If you pay me for each stage of the case, on the other hand, and we resolve the case quickly, you will pay me less than the flat fee. So staged payment may seem-especially if you're not a good long-term planner-like the more frugal option. But if you pay me for each phase of the case and the case goes to trial, you will pay me more than the flat fee-possibly much more. That is, the minimum will be lower but the maximum will be higher.

But when I set a flat fee, I take into account, based on my experience, the probability that the case will drag on, and discount the fee based on the probability of an easier resolution. So if I think there's a 50% chance that you'd wind up having to pay a $X fee under a staged-fee agreement, I'll set the flat fee at $X/2-actually less, since the immediate payment has value to me that the prospect of future payments doesn't.
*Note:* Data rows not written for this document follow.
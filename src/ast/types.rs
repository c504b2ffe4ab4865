//! Type system definitions for the AST.
//!
//! This module defines the small type lattice of the source language and the
//! promotion rule for binary arithmetic:
//!
//! - The four primitive types (integers, floats, characters, character arrays)
//! - The `promote` function selecting the result type of arithmetic nodes
//!
//! Types are assigned to nodes when the external builder constructs them and
//! never change afterwards. Character types only ever appear in declaration,
//! access, assignment, print and read contexts; feeding one to `promote` is a
//! contract violation and panics.

use std::fmt::{self, Display};

/// The primitive types of the source language.
#[derive(Debug, Clone, Copy, PartialEq, Eq)]
pub enum Type {
    Integer,
    Float,
    Character,
    /// Fixed-size character array. The size lives on the storage node, not on
    /// the type.
    CharacterArray,
}

impl Type {
    /// Returns whether the type is valid as an arithmetic operand.
    pub fn is_numeric(self) -> bool {
        matches!(self, Type::Integer | Type::Float)
    }
}

impl Display for Type {
    fn fmt(&self, f: &mut fmt::Formatter<'_>) -> fmt::Result {
        match self {
            Type::Integer => write!(f, "int"),
            Type::Float => write!(f, "float"),
            Type::Character => write!(f, "char"),
            Type::CharacterArray => write!(f, "char[]"),
        }
    }
}

/// Selects the result type of a binary arithmetic operation.
///
/// Returns `Integer` iff both operands are `Integer`, otherwise `Float`.
///
/// # Panics
///
/// Panics if either operand is `Character` or `CharacterArray`. Arithmetic
/// nodes call this at construction time, so an invalid operand is rejected
/// before the node exists.
pub fn promote(left: Type, right: Type) -> Type {
    assert!(
        left.is_numeric() && right.is_numeric(),
        "cannot promote non-numeric operand types {} and {}",
        left,
        right
    );

    if left == Type::Integer && right == Type::Integer {
        Type::Integer
    } else {
        Type::Float
    }
}
//! Error types for code emission.
//!
//! This module defines the error type returned by the code-generation
//! traversal. It includes:
//!
//! - The `CompileError` enum wrapping output-sink failures
//!
//! Emission never fails because of tree content: a tree that satisfies the
//! construction invariants always compiles. The only runtime failure surface
//! is the output sink itself, and a sink failure aborts the whole traversal.

pub mod errors;
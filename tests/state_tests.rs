use serde_json::{json, Value};

use jsoncel::state::data_model::{self, Dataset, Record, ShapeError};

fn record(value: Value) -> Record {
    value.as_object().cloned().unwrap()
}

fn sample_data() -> Dataset {
    vec![
        record(json!({"name": "Alice", "age": 30, "active": true})),
        record(json!({"name": "Bob", "age": 25, "active": false})),
    ]
}

#[test]
fn test_dataset_from_array_of_objects() {
    let data = data_model::dataset_from_value(json!([{"a": 1}, {"a": 2}])).unwrap();
    assert_eq!(data.len(), 2);
    assert_eq!(data[0]["a"], json!(1));
}

#[test]
fn test_dataset_from_single_object_wraps() {
    let data = data_model::dataset_from_value(json!({"key": "value"})).unwrap();
    assert_eq!(data.len(), 1);
    assert_eq!(data[0]["key"], json!("value"));
}

#[test]
fn test_dataset_from_scalar_wraps_as_value() {
    let data = data_model::dataset_from_value(json!(42)).unwrap();
    assert_eq!(data.len(), 1);
    assert_eq!(data[0]["value"], json!(42));
}

#[test]
fn test_dataset_from_mixed_array_rejected() {
    let err = data_model::dataset_from_value(json!([{"a": 1}, 2])).unwrap_err();
    assert_eq!(err, ShapeError::NotArrayOfObjects);
}

#[test]
fn test_dataset_from_empty_array() {
    let data = data_model::dataset_from_value(json!([])).unwrap();
    assert!(data.is_empty());
}

#[test]
fn test_key_union_first_seen_order() {
    let data = vec![
        record(json!({"b": 1, "a": 2})),
        record(json!({"c": 3, "a": 4})),
    ];
    assert_eq!(data_model::key_union(&data), vec!["b", "a", "c"]);
}

#[test]
fn test_display_value_variants() {
    assert_eq!(data_model::display_value(&json!("hello")), "hello");
    assert_eq!(data_model::display_value(&json!(42)), "42");
    assert_eq!(data_model::display_value(&json!(true)), "true");
    assert_eq!(data_model::display_value(&Value::Null), "");
    assert_eq!(data_model::display_value(&json!([1, 2])), "[1,2]");
    assert_eq!(
        data_model::display_value(&json!({"k": "v"})),
        r#"{"k":"v"}"#
    );
}

#[test]
fn test_set_cell_in_range() {
    let data = sample_data();
    let write = data_model::set_cell(&data, 1, "age", json!(26));
    assert_eq!(write.render[1]["age"], json!(26));
    assert_eq!(write.persisted.len(), 2);
    // Original untouched.
    assert_eq!(data[1]["age"], json!(25));
}

#[test]
fn test_set_cell_pads_virtual_rows() {
    let data = sample_data();
    let write = data_model::set_cell(&data, 5, "name", json!("Eve"));
    assert_eq!(write.render.len(), 6);
    assert_eq!(write.render[5]["name"], json!("Eve"));
    // Intermediate padding rows are empty and fall out of the persisted set.
    assert_eq!(write.persisted.len(), 3);
    assert_eq!(write.persisted[2]["name"], json!("Eve"));
}

#[test]
fn test_set_cell_then_value_at_round_trip() {
    let write = data_model::set_cell(&Dataset::new(), 0, "x", json!("y"));
    assert_eq!(data_model::value_at(&write.render, 0, "x"), json!("y"));
    assert_eq!(data_model::value_at(&write.render, 0, "missing"), Value::Null);
    assert_eq!(data_model::value_at(&write.render, 9, "x"), Value::Null);
}

#[test]
fn test_drop_empty_records() {
    let data = vec![
        record(json!({"a": ""})),
        record(json!({"a": "kept", "b": null})),
        record(json!({"a": null, "b": ""})),
    ];
    let filtered = data_model::drop_empty_records(&data);
    assert_eq!(filtered.len(), 1);
    assert_eq!(filtered[0]["a"], json!("kept"));
}

#[test]
fn test_zero_and_false_are_not_empty() {
    let data = vec![record(json!({"a": 0})), record(json!({"b": false}))];
    assert_eq!(data_model::drop_empty_records(&data).len(), 2);
}

#[test]
fn test_add_and_remove_row() {
    let data = sample_data();
    let grown = data_model::add_row(&data);
    assert_eq!(grown.len(), 3);
    assert!(grown[2].is_empty());

    let shrunk = data_model::remove_row(&grown, 0);
    assert_eq!(shrunk.len(), 2);
    assert_eq!(shrunk[0]["name"], json!("Bob"));
}

#[test]
fn test_remove_row_out_of_range_is_noop() {
    let data = sample_data();
    assert_eq!(data_model::remove_row(&data, 99), data);
}

#[test]
fn test_add_column_to_every_record() {
    let data = sample_data();
    let next = data_model::add_column(&data, "city", json!(""));
    assert!(next.iter().all(|r| r.contains_key("city")));
}

#[test]
fn test_add_column_to_empty_dataset_creates_row() {
    let next = data_model::add_column(&Dataset::new(), "city", json!(""));
    assert_eq!(next.len(), 1);
    assert_eq!(next[0]["city"], json!(""));
}

#[test]
fn test_remove_column_preserves_key_order() {
    let data = vec![record(json!({"a": 1, "b": 2, "c": 3}))];
    let next = data_model::remove_column(&data, "b");
    let keys: Vec<&String> = next[0].keys().collect();
    assert_eq!(keys, vec!["a", "c"]);
}

#[test]
fn test_removed_row_does_not_resurrect_on_edit() {
    let data = sample_data();
    let shrunk = data_model::remove_row(&data, 1);
    let write = data_model::set_cell(&shrunk, 0, "age", json!(31));
    assert_eq!(write.persisted.len(), 1);
    assert!(write
        .persisted
        .iter()
        .all(|r| r["name"] != json!("Bob")));
}

#[test]
fn test_normalize_dataset_fills_missing_keys() {
    let data = vec![record(json!({"a": 1})), record(json!({"b": 2}))];
    let normalized = data_model::normalize_dataset(&data);
    assert_eq!(normalized[0]["b"], Value::Null);
    assert_eq!(normalized[1]["a"], Value::Null);
}

#[test]
fn test_parse_cell_input_integer() {
    assert_eq!(data_model::parse_cell_input("42"), json!(42));
    assert_eq!(data_model::parse_cell_input("-7"), json!(-7));
}

#[test]
fn test_parse_cell_input_float() {
    assert_eq!(data_model::parse_cell_input("3.25"), json!(3.25));
}

#[test]
fn test_parse_cell_input_boolean() {
    assert_eq!(data_model::parse_cell_input("true"), json!(true));
    assert_eq!(data_model::parse_cell_input("FALSE"), json!(false));
}

#[test]
fn test_parse_cell_input_plain_string() {
    assert_eq!(data_model::parse_cell_input("hello"), json!("hello"));
}

#[test]
fn test_parse_cell_input_empty_stays_empty_string() {
    assert_eq!(data_model::parse_cell_input(""), json!(""));
    assert_eq!(data_model::parse_cell_input("   "), json!(""));
}

#[test]
fn test_parse_cell_input_rust_float_words_stay_strings() {
    assert_eq!(data_model::parse_cell_input("inf"), json!("inf"));
    assert_eq!(data_model::parse_cell_input("NaN"), json!("NaN"));
}
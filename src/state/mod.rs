pub mod columns;
pub mod data_model;
pub mod history;
pub mod surface;
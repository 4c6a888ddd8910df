use std::path::Path;

use dioxus::prelude::*;

use crate::io::upload::{self, FileFormat, UploadLimits};
use crate::io::{atomic_write_string, csv_codec, excel_codec, json_codec};
use crate::notify::Notifier;
use crate::state::surface::GridSurface;
use crate::store::{validate_project_name, FileStorage, Project, ProjectStore};
use crate::ui::toasts::ToastSink;

/// Picks a file, gates it, parses it, and swaps the dataset in. A second
/// import while one is running is rejected rather than queued.
pub async fn import_file(
    mut surface: Signal<GridSurface>,
    mut active_project: Signal<Option<Project>>,
    mut busy: Signal<bool>,
    sink: ToastSink,
) {
    if *busy.peek() {
        sink.warning("An import is already in progress");
        return;
    }
    busy.set(true);

    let task = rfd::AsyncFileDialog::new()
        .add_filter("Data files", &["json", "csv", "txt"])
        .pick_file()
        .await;

    if let Some(handle) = task {
        let path = handle.path().to_path_buf();
        let filename = handle.file_name();
        load_from_path(&path, &filename, surface, active_project, sink);
    }

    busy.set(false);
}

fn load_from_path(
    path: &Path,
    filename: &str,
    mut surface: Signal<GridSurface>,
    mut active_project: Signal<Option<Project>>,
    sink: ToastSink,
) {
    // Gate on the on-disk size before pulling the file into memory.
    let size = match std::fs::metadata(path) {
        Ok(meta) => meta.len(),
        Err(err) => {
            sink.error(format!("Failed to read file: {err}"));
            return;
        }
    };
    if let Err(err) = upload::validate_upload(filename, size, UploadLimits::default()) {
        sink.error(err.to_string());
        return;
    }

    let text = match std::fs::read_to_string(path) {
        Ok(text) => text,
        Err(err) => {
            sink.error(format!("Failed to read file: {err}"));
            return;
        }
    };

    match upload::import_text(filename, &text) {
        Ok(data) => {
            let rows = data.len();
            if let Some(project) = active_project.write().as_mut() {
                project.data = data.clone();
            }
            surface.with_mut(|s| s.replace_data(data));
            sink.success(format!("Imported {rows} rows from {filename}"));
        }
        Err(err) => {
            log::warn!("import of {filename} failed: {err}");
            sink.error(err.to_string());
        }
    }
}

/// Renders the current dataset in the chosen format and writes it where the
/// save dialog points.
pub async fn export_file(surface: Signal<GridSurface>, format: FileFormat, sink: ToastSink) {
    let data = surface.peek().persisted();
    if data.is_empty() {
        sink.error("No data to export");
        return;
    }

    let content = match format {
        FileFormat::Json => match json_codec::format_json(&data) {
            Ok(text) => text,
            Err(err) => {
                sink.error(format!("Export failed: {err}"));
                return;
            }
        },
        FileFormat::Csv => csv_codec::to_csv(&data),
        FileFormat::Xlsx => excel_codec::to_excel_html(&data),
    };

    let task = rfd::AsyncFileDialog::new()
        .set_file_name(format!("export.{}", format.extension()))
        .save_file()
        .await;

    if let Some(handle) = task {
        let path = handle.path().to_path_buf();
        match atomic_write_string(&path, &content) {
            Ok(()) => {
                let stats = upload::export_stats(&data);
                sink.success(format!(
                    "Exported {} rows x {} columns to {}",
                    stats.total_rows,
                    stats.total_columns,
                    path.display()
                ));
            }
            Err(err) => sink.error(format!("Export failed: {err}")),
        }
    }
}

/// Saves the grid's persisted dataset under `name`, reusing the active
/// project's identity when one is loaded.
pub fn save_project_as(
    name: &str,
    surface: Signal<GridSurface>,
    mut store: Signal<ProjectStore<FileStorage>>,
    mut active_project: Signal<Option<Project>>,
    sink: ToastSink,
) {
    let name = name.trim();
    if let Err(err) = validate_project_name(name) {
        sink.warning(err.to_string());
        return;
    }

    let data = surface.peek().persisted();
    let project = match active_project.peek().clone() {
        Some(mut project) => {
            project.name = name.to_string();
            project.data = data;
            project.updated_at = chrono::Utc::now();
            project
        }
        None => Project::new(name, data),
    };

    match store.with_mut(|s| s.save_project(&project)) {
        Ok(()) => {
            sink.success(format!("Saved project: {name}"));
            active_project.set(Some(project));
        }
        Err(err) => {
            log::error!("saving project {name} failed: {err}");
            sink.error(format!("Failed to save project: {err}"));
        }
    }
}

pub fn load_project(
    project_id: &str,
    mut surface: Signal<GridSurface>,
    store: Signal<ProjectStore<FileStorage>>,
    mut active_project: Signal<Option<Project>>,
    sink: ToastSink,
) {
    match store.peek().load_project(project_id) {
        Some(project) => {
            surface.with_mut(|s| s.replace_data(project.data.clone()));
            sink.success(format!("Loaded project: {}", project.name));
            active_project.set(Some(project));
        }
        None => sink.error("Project not found"),
    }
}

pub fn delete_project(
    project_id: &str,
    mut store: Signal<ProjectStore<FileStorage>>,
    mut active_project: Signal<Option<Project>>,
    sink: ToastSink,
) {
    if let Err(err) = store.with_mut(|s| s.delete_project(project_id)) {
        log::error!("deleting project {project_id} failed: {err}");
        sink.error(format!("Failed to delete project: {err}"));
        return;
    }

    let was_active = active_project
        .peek()
        .as_ref()
        .map(|p| p.id == project_id)
        .unwrap_or(false);
    if was_active {
        active_project.set(None);
    }
    sink.info("Project deleted");
}
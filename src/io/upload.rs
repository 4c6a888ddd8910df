use serde::{Deserialize, Serialize};
use thiserror::Error;

use crate::io::csv_codec::{self, CsvCodecError};
use crate::io::json_codec::{self, JsonCodecError};
use crate::state::columns::{self, ColumnKind};
use crate::state::data_model::{self, Dataset};

/// Default upload ceiling; larger files block the single-threaded parse for
/// too long to be worth accepting.
pub const MAX_UPLOAD_BYTES: u64 = 10 * 1024 * 1024;

const MAX_FILENAME_LEN: usize = 255;

#[derive(Clone, Copy, Debug, Default, PartialEq, Eq, Serialize, Deserialize)]
#[serde(rename_all = "lowercase")]
pub enum FileFormat {
    #[default]
    Json,
    Csv,
    Xlsx,
}

impl FileFormat {
    pub fn extension(self) -> &'static str {
        match self {
            Self::Json => "json",
            Self::Csv => "csv",
            Self::Xlsx => "xls",
        }
    }
}

#[derive(Debug, Error)]
pub enum UploadError {
    #[error("file is {size} bytes; the limit is {limit} bytes (10MB)")]
    TooLarge { size: u64, limit: u64 },
    #[error("unrecognized file type '.{0}'; expected .json, .csv, or .txt")]
    UnsupportedExtension(String),
    #[error("filename is invalid or too long")]
    InvalidFilename,
    #[error("failed to parse file: {0}")]
    Json(#[from] JsonCodecError),
    #[error("failed to parse file: {0}")]
    Csv(#[from] CsvCodecError),
}

#[derive(Clone, Copy, Debug, PartialEq, Eq)]
pub struct UploadLimits {
    pub max_bytes: u64,
}

impl Default for UploadLimits {
    fn default() -> Self {
        Self {
            max_bytes: MAX_UPLOAD_BYTES,
        }
    }
}

/// Import format by extension. `.txt` gets the JSON parser; spreadsheet
/// binaries are not importable.
pub fn detect_format(filename: &str) -> Option<FileFormat> {
    let extension = filename.rsplit('.').next()?.to_lowercase();
    match extension.as_str() {
        "json" | "txt" => Some(FileFormat::Json),
        "csv" => Some(FileFormat::Csv),
        _ => None,
    }
}

/// Gates a file before any parsing: size ceiling, recognized extension, and
/// a sane filename. Returns the detected format on success.
pub fn validate_upload(
    filename: &str,
    size: u64,
    limits: UploadLimits,
) -> Result<FileFormat, UploadError> {
    if size > limits.max_bytes {
        return Err(UploadError::TooLarge {
            size,
            limit: limits.max_bytes,
        });
    }

    if filename.is_empty()
        || filename.len() > MAX_FILENAME_LEN
        || filename.contains("..")
        || filename.contains(['<', '>', ':', '|', '?', '*'])
    {
        return Err(UploadError::InvalidFilename);
    }

    let extension = filename.rsplit('.').next().unwrap_or("").to_lowercase();
    detect_format(filename).ok_or(UploadError::UnsupportedExtension(extension))
}

/// Full import path: gate, then dispatch to the matching codec. Parser
/// failures come back as descriptive error values, never panics.
pub fn import_text(filename: &str, text: &str) -> Result<Dataset, UploadError> {
    let format = validate_upload(filename, text.len() as u64, UploadLimits::default())?;
    match format {
        FileFormat::Json => Ok(json_codec::parse_json(text)?),
        FileFormat::Csv => Ok(csv_codec::parse_csv(text)?),
        FileFormat::Xlsx => {
            Err(UploadError::UnsupportedExtension("xlsx".to_string()))
        }
    }
}

/// Row/column counts and per-column type tags backing the export dialog.
#[derive(Clone, Debug, PartialEq)]
pub struct ExportStats {
    pub total_rows: usize,
    pub total_columns: usize,
    pub column_names: Vec<String>,
    pub column_kinds: Vec<(String, ColumnKind)>,
}

pub fn export_stats(data: &Dataset) -> ExportStats {
    let column_names = data_model::key_union(data);
    let column_kinds = column_names
        .iter()
        .map(|key| (key.clone(), columns::detect_column_kind(data, key)))
        .collect();
    ExportStats {
        total_rows: data.len(),
        total_columns: column_names.len(),
        column_names,
        column_kinds,
    }
}
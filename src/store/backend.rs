use std::collections::BTreeMap;
use std::fs;
use std::io;
use std::path::PathBuf;

use thiserror::Error;

use crate::io::atomic_write_string;

#[derive(Debug, Error)]
pub enum StorageError {
    #[error("storage IO error: {0}")]
    Io(#[from] io::Error),
    #[error("storage serialization error: {0}")]
    Serialize(#[from] serde_json::Error),
    #[error("failed to save data to storage")]
    WriteFailed,
    #[error("failed to load data from storage")]
    ReadFailed,
}

/// One logical persistence boundary: named string slots, read and written
/// wholesale. Mirrors the browser local-storage surface the app grew up on.
pub trait KeyValueStorage {
    fn get(&self, key: &str) -> Result<Option<String>, StorageError>;
    fn set(&mut self, key: &str, value: &str) -> Result<(), StorageError>;
    fn remove(&mut self, key: &str) -> Result<(), StorageError>;
}

/// In-memory backend for tests and ephemeral sessions.
#[derive(Clone, Debug, Default, PartialEq)]
pub struct MemoryStorage {
    slots: BTreeMap<String, String>,
}

impl MemoryStorage {
    pub fn new() -> Self {
        Self::default()
    }
}

impl KeyValueStorage for MemoryStorage {
    fn get(&self, key: &str) -> Result<Option<String>, StorageError> {
        Ok(self.slots.get(key).cloned())
    }

    fn set(&mut self, key: &str, value: &str) -> Result<(), StorageError> {
        self.slots.insert(key.to_string(), value.to_string());
        Ok(())
    }

    fn remove(&mut self, key: &str) -> Result<(), StorageError> {
        self.slots.remove(key);
        Ok(())
    }
}

/// File-per-slot backend under a data directory, written atomically so a
/// crash never truncates the envelope.
#[derive(Clone, Debug, PartialEq)]
pub struct FileStorage {
    dir: PathBuf,
}

impl FileStorage {
    /// Creation is best-effort like every other storage operation: a failed
    /// mkdir is logged here and resurfaces as an IO error on first write.
    pub fn new(dir: PathBuf) -> Self {
        if let Err(err) = fs::create_dir_all(&dir) {
            log::error!("could not create storage directory {}: {err}", dir.display());
        }
        Self { dir }
    }

    /// Platform data directory for the app, falling back to a dot-directory
    /// in the working directory when the platform gives us nothing.
    pub fn for_app() -> Self {
        let dir = directories_next::ProjectDirs::from("", "", "jsoncel")
            .map(|dirs| dirs.data_dir().to_path_buf())
            .unwrap_or_else(|| PathBuf::from(".jsoncel"));
        Self::new(dir)
    }

    fn slot_path(&self, key: &str) -> PathBuf {
        self.dir.join(format!("{key}.json"))
    }
}

impl KeyValueStorage for FileStorage {
    fn get(&self, key: &str) -> Result<Option<String>, StorageError> {
        match fs::read_to_string(self.slot_path(key)) {
            Ok(content) => Ok(Some(content)),
            Err(err) if err.kind() == io::ErrorKind::NotFound => Ok(None),
            Err(err) => Err(err.into()),
        }
    }

    fn set(&mut self, key: &str, value: &str) -> Result<(), StorageError> {
        atomic_write_string(&self.slot_path(key), value)?;
        Ok(())
    }

    fn remove(&mut self, key: &str) -> Result<(), StorageError> {
        match fs::remove_file(self.slot_path(key)) {
            Ok(()) => Ok(()),
            Err(err) if err.kind() == io::ErrorKind::NotFound => Ok(()),
            Err(err) => Err(err.into()),
        }
    }
}
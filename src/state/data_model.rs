use serde_json::{Map, Value};
use thiserror::Error;

/// One spreadsheet row: an insertion-ordered JSON object.
pub type Record = Map<String, Value>;
/// The full ordered array of records currently loaded in the editor.
pub type Dataset = Vec<Record>;

#[derive(Debug, Error, PartialEq, Eq)]
pub enum ShapeError {
    #[error("JSON root is not an array")]
    NotAnArray,
    #[error("JSON array contains non-object elements")]
    NotArrayOfObjects,
}

/// Builds a dataset from an arbitrary JSON value. Arrays must contain only
/// objects; a single object becomes a one-row dataset; a bare scalar is
/// wrapped as `{"value": <scalar>}`.
pub fn dataset_from_value(value: Value) -> Result<Dataset, ShapeError> {
    match value {
        Value::Array(items) => {
            let mut data = Vec::with_capacity(items.len());
            for item in items {
                match item {
                    Value::Object(record) => data.push(record),
                    _ => return Err(ShapeError::NotArrayOfObjects),
                }
            }
            Ok(data)
        }
        Value::Object(record) => Ok(vec![record]),
        scalar => {
            let mut record = Record::new();
            record.insert("value".to_string(), scalar);
            Ok(vec![record])
        }
    }
}

/// Formats a JSON value for display in a grid cell. Nested values degrade to
/// their JSON text.
pub fn display_value(value: &Value) -> String {
    match value {
        Value::String(s) => s.clone(),
        Value::Number(n) => n.to_string(),
        Value::Bool(b) => b.to_string(),
        Value::Null => String::new(),
        Value::Array(_) | Value::Object(_) => value.to_string(),
    }
}

/// `""` and `null` count as empty for row-filtering purposes.
pub fn is_empty_value(value: &Value) -> bool {
    match value {
        Value::Null => true,
        Value::String(s) => s.is_empty(),
        _ => false,
    }
}

pub fn record_is_empty(record: &Record) -> bool {
    record.values().all(is_empty_value)
}

/// Drops records where every field is empty. The render pass keeps the
/// unfiltered dataset so virtual rows do not vanish mid-edit.
pub fn drop_empty_records(data: &Dataset) -> Dataset {
    data.iter()
        .filter(|record| !record_is_empty(record))
        .cloned()
        .collect()
}

/// Outcome of a cell write: the padded dataset for rendering and the
/// empty-row-filtered dataset callers persist.
#[derive(Clone, Debug, PartialEq)]
pub struct CellWrite {
    pub render: Dataset,
    pub persisted: Dataset,
}

/// Writes `value` at (`row`, `key`), padding with empty records when the row
/// lies beyond the dataset. Total for any well-formed dataset.
pub fn set_cell(data: &Dataset, row: usize, key: &str, value: Value) -> CellWrite {
    let mut render = data.clone();
    while render.len() <= row {
        render.push(Record::new());
    }
    render[row].insert(key.to_string(), value);

    let persisted = drop_empty_records(&render);
    CellWrite { render, persisted }
}

/// Reads the value at (`row`, `key`), or null when the row or key is absent.
pub fn value_at(data: &Dataset, row: usize, key: &str) -> Value {
    data.get(row)
        .and_then(|record| record.get(key))
        .cloned()
        .unwrap_or(Value::Null)
}

pub fn add_row(data: &Dataset) -> Dataset {
    let mut next = data.clone();
    next.push(Record::new());
    next
}

pub fn remove_row(data: &Dataset, index: usize) -> Dataset {
    data.iter()
        .enumerate()
        .filter_map(|(i, record)| (i != index).then(|| record.clone()))
        .collect()
}

/// Adds `key` with `default` to every record. A dataset with no rows gains
/// one so the column has somewhere to live.
pub fn add_column(data: &Dataset, key: &str, default: Value) -> Dataset {
    if data.is_empty() {
        let mut record = Record::new();
        record.insert(key.to_string(), default);
        return vec![record];
    }

    data.iter()
        .map(|record| {
            let mut next = record.clone();
            next.insert(key.to_string(), default.clone());
            next
        })
        .collect()
}

pub fn remove_column(data: &Dataset, key: &str) -> Dataset {
    data.iter()
        .map(|record| {
            let mut next = record.clone();
            next.shift_remove(key);
            next
        })
        .collect()
}

/// Fills missing keys with null so every record carries the full key union.
pub fn normalize_dataset(data: &Dataset) -> Dataset {
    let keys = key_union(data);
    data.iter()
        .map(|record| {
            let mut next = Record::new();
            for key in &keys {
                next.insert(key.clone(), record.get(key).cloned().unwrap_or(Value::Null));
            }
            next
        })
        .collect()
}

/// Union of keys across all records, in first-seen order.
pub fn key_union(data: &Dataset) -> Vec<String> {
    let mut keys: Vec<String> = Vec::new();
    for record in data {
        for key in record.keys() {
            if !keys.iter().any(|k| k == key) {
                keys.push(key.clone());
            }
        }
    }
    keys
}

/// Best-effort typed interpretation of raw cell input: integer, float,
/// boolean, else string. Empty input stays an empty string so the row-filter
/// pass can drop rows cleared by the user.
pub fn parse_cell_input(input: &str) -> Value {
    let trimmed = input.trim();
    if trimmed.is_empty() {
        return Value::String(String::new());
    }
    if let Ok(i) = trimmed.parse::<i64>() {
        return Value::Number(i.into());
    }
    if looks_numeric(trimmed) {
        if let Some(n) = trimmed
            .parse::<f64>()
            .ok()
            .and_then(serde_json::Number::from_f64)
        {
            return Value::Number(n);
        }
    }
    if trimmed.eq_ignore_ascii_case("true") {
        return Value::Bool(true);
    }
    if trimmed.eq_ignore_ascii_case("false") {
        return Value::Bool(false);
    }
    Value::String(input.to_string())
}

/// Guards the float parse so words Rust accepts ("inf", "NaN") stay strings.
pub(crate) fn looks_numeric(s: &str) -> bool {
    !s.is_empty()
        && s.bytes()
            .all(|b| b.is_ascii_digit() || matches!(b, b'.' | b'-' | b'+' | b'e' | b'E'))
        && s.bytes().any(|b| b.is_ascii_digit())
}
Other than a speedy dismissal (which I will certainly aim for), how much work this case will require is entirely up to your loved one. He decides whether to plead guilty or go to trial. I'm not going to count my hours either way, and I'm going to fight equally hard for him whether you pay a flat fee or pay for each stage. We have no idea right now what the end result is going to be, but the result is going to be the same however I'm paid.

And here's the thing: whichever option you take, I'm going to require you to pay the maximum fee up front.

Why? For four reasons.

First, once I'm in the case, it's not easy for me to get out. I have to get permission from the judge to withdraw, which might mean that your loved one has to have some lawyer ready to step in to represent him. As long as I'm on the case, I must keep fighting for your loved one (no matter how mad I am at you). So if you stop paying me, I can't stop working for your loved one. I don't like working for free.

Second, if you don't have the resources to pay the maximum fee now, you're not going to have them later. You are not going to win the lottery, and the income-tax refund check, in my experience, never arrives.

Third, even if you have the resources to pay the maximum fee now, I have no reason to believe that you'll still have them later.

Finally, even if you will have the resources later, there is no guarantee that you will still be committed to funding your loved one's defense when the time comes to pay for a trial (especially now that you know that I can't freely withdraw from your loved one's case).

If you pay a staged fee, I'll take all of the money, but put the portion covering later stages in my IOLTA account (that's a trust account; it bears a little interest, but the interest goes to the State Bar rather than to you or me).

So pay a $X/2.5 flat fee (less if I think trial less likely, more if I think it more likely). Or pay $X, which I will deposit in my trust account.

You can come up with $X/2.5, but can't come up with $X right now? Lots of people are in that position And that's why flat fees are good for clients.